It is clear then that two positions are available to us all. Either we consider material existence the be-all and end-all; which is to say that we are born, our brains generate an entity we call mind, we mature, and we die; one shot and that’s the end of it. OR, we are aggregates of some stuff that is really only a pale shadow of a more fundamental reality—a prior and superior mind or soul that we can unite with through the proper rational, behavioral, spiritual, or contemplative practices. Those who subscribe to the first view are sometimes called ‘realists;’ those who subscribe to the second are sometimes called ‘idealists.’ Which are you?
What has given new life to such questions is the emergence, in recent years, of formerly esoteric practices, mostly from the east, coupled with interpretations of scientific developments that appear to provide real-world support for those esoteric views. Consider this quote from a recent book, The Non-Local Universe: The New Physics and Matters of the Mind, Robert Nadeau and Menos Kafatos, Oxford U Press: 1999:
If the universe is a seamlessly interactive system that evolves to higher levels of complexity and if the lawful regularities of this universe are emergent properties of this system, we can assume that the cosmos is a single significant whole that evinces progressive order in complementary relation to its parts. Given that this whole exists in some sense within all parts, one can then argue that it operates in self-reflective fashion and is the ground for all emergent complexity. Since human consciousness evinces self-reflective awareness in the human brain and since this brain (like all physical phenomena) can be viewed as an emergent property of the whole, it is not unreasonable to conclude, in philosophical terms at least, that the universe is conscious. (p. 197)

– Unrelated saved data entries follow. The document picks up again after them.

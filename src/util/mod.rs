pub(crate) mod escape;
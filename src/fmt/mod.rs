/*!
Parsing and printing of durations.

# Parsing

Two grammars are supported:

* The [`friendly`] grammar is permissive and never fails. It finds each
unit independently anywhere in the input, e.g., `"2 hours and 5 mins"`.
* The [`iso8601`] grammar is strict. It supports durations like
`"P15DT1H30M45.500S"` and rejects years, months and weeks.

[`parse`] picks a grammar based on what the input looks like, and is what
`Duration`'s `FromStr` impl uses.

# Printing

* [`colon::ColonPrinter`] writes zero padded fields like
`00:16:37:14:344:250:000`.
* [`human::HumanPrinter`] writes `0d 16h 37m ..`, `16 hours, 37 minutes`
or `sixteen hours, thirty seven minutes`.
* [`iso8601::Printer`] writes ISO 8601 durations like `PT16H37M14.344S`.
This is what `Duration`'s `Display` impl uses.
* [`words::Speller`] spells out integers in English.
*/

use crate::error::Error;

pub mod colon;
pub mod friendly;
pub mod human;
pub mod iso8601;
#[cfg(feature = "serde")]
pub mod serde;
pub mod words;

/// Parses a duration in either supported grammar into a magnitude in
/// milliseconds.
///
/// If the input, ignoring surrounding whitespace, starts with an optional
/// sign followed by `P` and then a digit or `T`, it is parsed with the
/// strict [`iso8601`] grammar. Otherwise it is parsed with the
/// [`friendly`] grammar, which never fails.
///
/// # Errors
///
/// This only returns an error for input that looks like ISO 8601 but
/// doesn't match its grammar.
///
/// # Example
///
/// ```
/// use dura::fmt;
///
/// assert_eq!(fmt::parse("1m 30s")?, 90_000.0);
/// assert_eq!(fmt::parse(" PT1M30S ")?, 90_000.0);
/// assert_eq!(fmt::parse("gibberish")?, 0.0);
/// assert!(fmt::parse("P1M").is_err());
///
/// # Ok::<(), Box<dyn std::error::Error>>(())
/// ```
pub fn parse(input: &str) -> Result<f64, Error> {
    if iso8601::is_iso8601(input) {
        debug!("parsing {input:?} as an ISO 8601 duration");
        iso8601::parse(input.trim())
    } else {
        trace!("parsing {input:?} as a friendly duration");
        Ok(friendly::parse(input))
    }
}

#[cfg(test)]
mod tests {
    use super::*;

    #[test]
    fn dispatch() {
        assert_eq!(parse("PT5S").unwrap(), 5_000.0);
        assert_eq!(parse("\tpt5s\n").unwrap(), 5_000.0);
        assert_eq!(parse("-PT5S").unwrap(), -5_000.0);
        // A `P` not followed by a digit or `T` isn't ISO 8601.
        assert_eq!(parse("P").unwrap(), 0.0);
        assert_eq!(parse("pause for 5s").unwrap(), 5_000.0);
        assert_eq!(parse("5 ps").unwrap(), 0.0);

        insta::assert_snapshot!(
            parse("P1D").unwrap_err(),
            @"failed to parse input as an ISO 8601 duration: expected to find time designator `T` or `t` in ISO 8601 duration, but none was found",
        );
        insta::assert_snapshot!(
            parse("PT1 minute").unwrap_err(),
            @"failed to parse input as an ISO 8601 duration: expected a number followed by a time unit designator (`H`, `M` or `S`) after the time designator, but found ` ` instead",
        );
    }
}
//! Password login
//!
//! `POST /login` logs in or registers, `POST /logout` drops the cookie.

use axum::{
    Form, Json, Router,
    extract::State,
    routing::post,
};
use axum_extra::extract::CookieJar;
use axum_extra::extract::cookie::{Cookie, SameSite};
use serde::{Deserialize, Serialize};

use super::session::{SESSION_COOKIE_NAME, Session, create_session_token};
use crate::AppState;
use crate::error::AppError;
use crate::metrics::HTTP_REQUEST_DURATION_SECONDS;
use crate::service::AccountService;

/// Create authentication router
///
/// Routes:
/// - POST /login
/// - POST /logout
pub fn auth_router() -> Router<AppState> {
    Router::new()
        .route("/login", post(login))
        .route("/logout", post(logout))
}

#[derive(Debug, Deserialize)]
pub struct LoginForm {
    pub username: String,
    pub password: String,
}

#[derive(Debug, Serialize, Deserialize)]
pub struct LoginResponse {
    pub user_id: i64,
    pub username: String,
    /// True when this login created the account
    pub registered: bool,
    /// Same token as the cookie, for `Authorization: Bearer` clients
    pub token: String,
}

/// Log in, registering unknown usernames
///
/// Sets the HttpOnly session cookie.
async fn login(
    State(state): State<AppState>,
    jar: CookieJar,
    Form(form): Form<LoginForm>,
) -> Result<(CookieJar, Json<LoginResponse>), AppError> {
    let _timer = HTTP_REQUEST_DURATION_SECONDS
        .with_label_values(&["POST", "/login"])
        .start_timer();

    let service = AccountService::new(state.db.clone());
    let outcome = service
        .login_or_register(&form.username, &form.password)
        .await?;

    let session = Session::new(
        outcome.user_id,
        outcome.username.clone(),
        state.config.auth.session_max_age,
    );
    let token = create_session_token(&session, &state.config.auth.session_secret)?;

    let cookie = Cookie::build((SESSION_COOKIE_NAME, token.clone()))
        .path("/")
        .http_only(true)
        .secure(state.config.should_use_secure_cookies())
        .same_site(SameSite::Lax)
        .build();

    tracing::info!(
        user_id = outcome.user_id,
        registered = outcome.registered,
        "User logged in"
    );

    Ok((
        jar.add(cookie),
        Json(LoginResponse {
            user_id: outcome.user_id,
            username: outcome.username,
            registered: outcome.registered,
            token,
        }),
    ))
}

/// Logout
///
/// Clears the session cookie. Tokens are stateless, so a copied token
/// stays valid until it expires.
async fn logout(jar: CookieJar) -> (CookieJar, Json<serde_json::Value>) {
    let jar = jar.remove(Cookie::build(SESSION_COOKIE_NAME).path("/"));
    (jar, Json(serde_json::json!({ "logged_out": true })))
}
//! API layer
//!
//! JSON HTTP handlers for:
//! - Feed, tweets, likes and retweets
//! - Profiles and follows
//! - Direct messages and notifications
//! - Metrics and health

mod accounts;
mod dto;
mod messages;
pub mod metrics;
mod timelines;
mod tweets;

pub use dto::*;
pub use metrics::ops_router;

use axum::{
    Router, middleware,
    routing::{get, post},
};

use crate::AppState;
use crate::auth::require_auth;

/// Create the router for all viewer-facing endpoints
///
/// Every route requires a session.
pub fn app_router(state: AppState) -> Router<AppState> {
    Router::new()
        .route("/feed", get(timelines::home_feed))
        .route("/notifications", get(timelines::notifications))
        .route("/tweet", post(tweets::post_tweet))
        .route("/retweet", post(tweets::retweet))
        .route("/like", post(tweets::like))
        .route("/tweets/:id", get(tweets::get_thread))
        .route("/follow", post(accounts::follow))
        .route("/users/:username", get(accounts::get_profile))
        .route("/users/:username/tweets", get(accounts::get_history))
        .route("/users/:username/likes", get(timelines::user_likes))
        .route("/users/:username/edit", post(accounts::edit_profile))
        .route(
            "/messages",
            get(messages::list_conversations).post(messages::start_conversation),
        )
        .route(
            "/messages/:id",
            get(messages::get_conversation).post(messages::send_message),
        )
        .route_layer(middleware::from_fn_with_state(state, require_auth))
}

What this interpretation leads to—starting from a wholly materialistic view based in the most materialistic of all scientific paradigms, evolution—is the rather idealistic view that the material universe is actually not dead matter at all; it is alive. It is, in some sense that we are still not clear about, conscious. More, that this universal, conscious whole—that which may have given rise to the idea called ‘God’—“exists in some sense within all [its] parts.” Which is to say, in each one of us.
So what are we? Are we truly separate selves going about our daily lives as best we can—which is to stay alive long enough to reproduce our kind in a way that helps them not just survive, but out-compete all other beings? Or are we interconnected manifestations of some incomprehensible whole, some mind that has not only generated us, but which is within each one of us and thus accessible to our self-reflection?
And how can we tell? What would serve as proof of one or the other position? Is there such a thing as proof; or is there simply belief? And what does it matter?
I would suggest that the view one settles on matters profoundly. For what we believe about who or what we are is the basis for all sorts of decisions about how to act—both towards all other humans (not just those in our tribe), and towards the world as a whole. And it is this that will increasingly, I think, become the crucial matter for all of us.
Obviously, there is more to say about this. Later.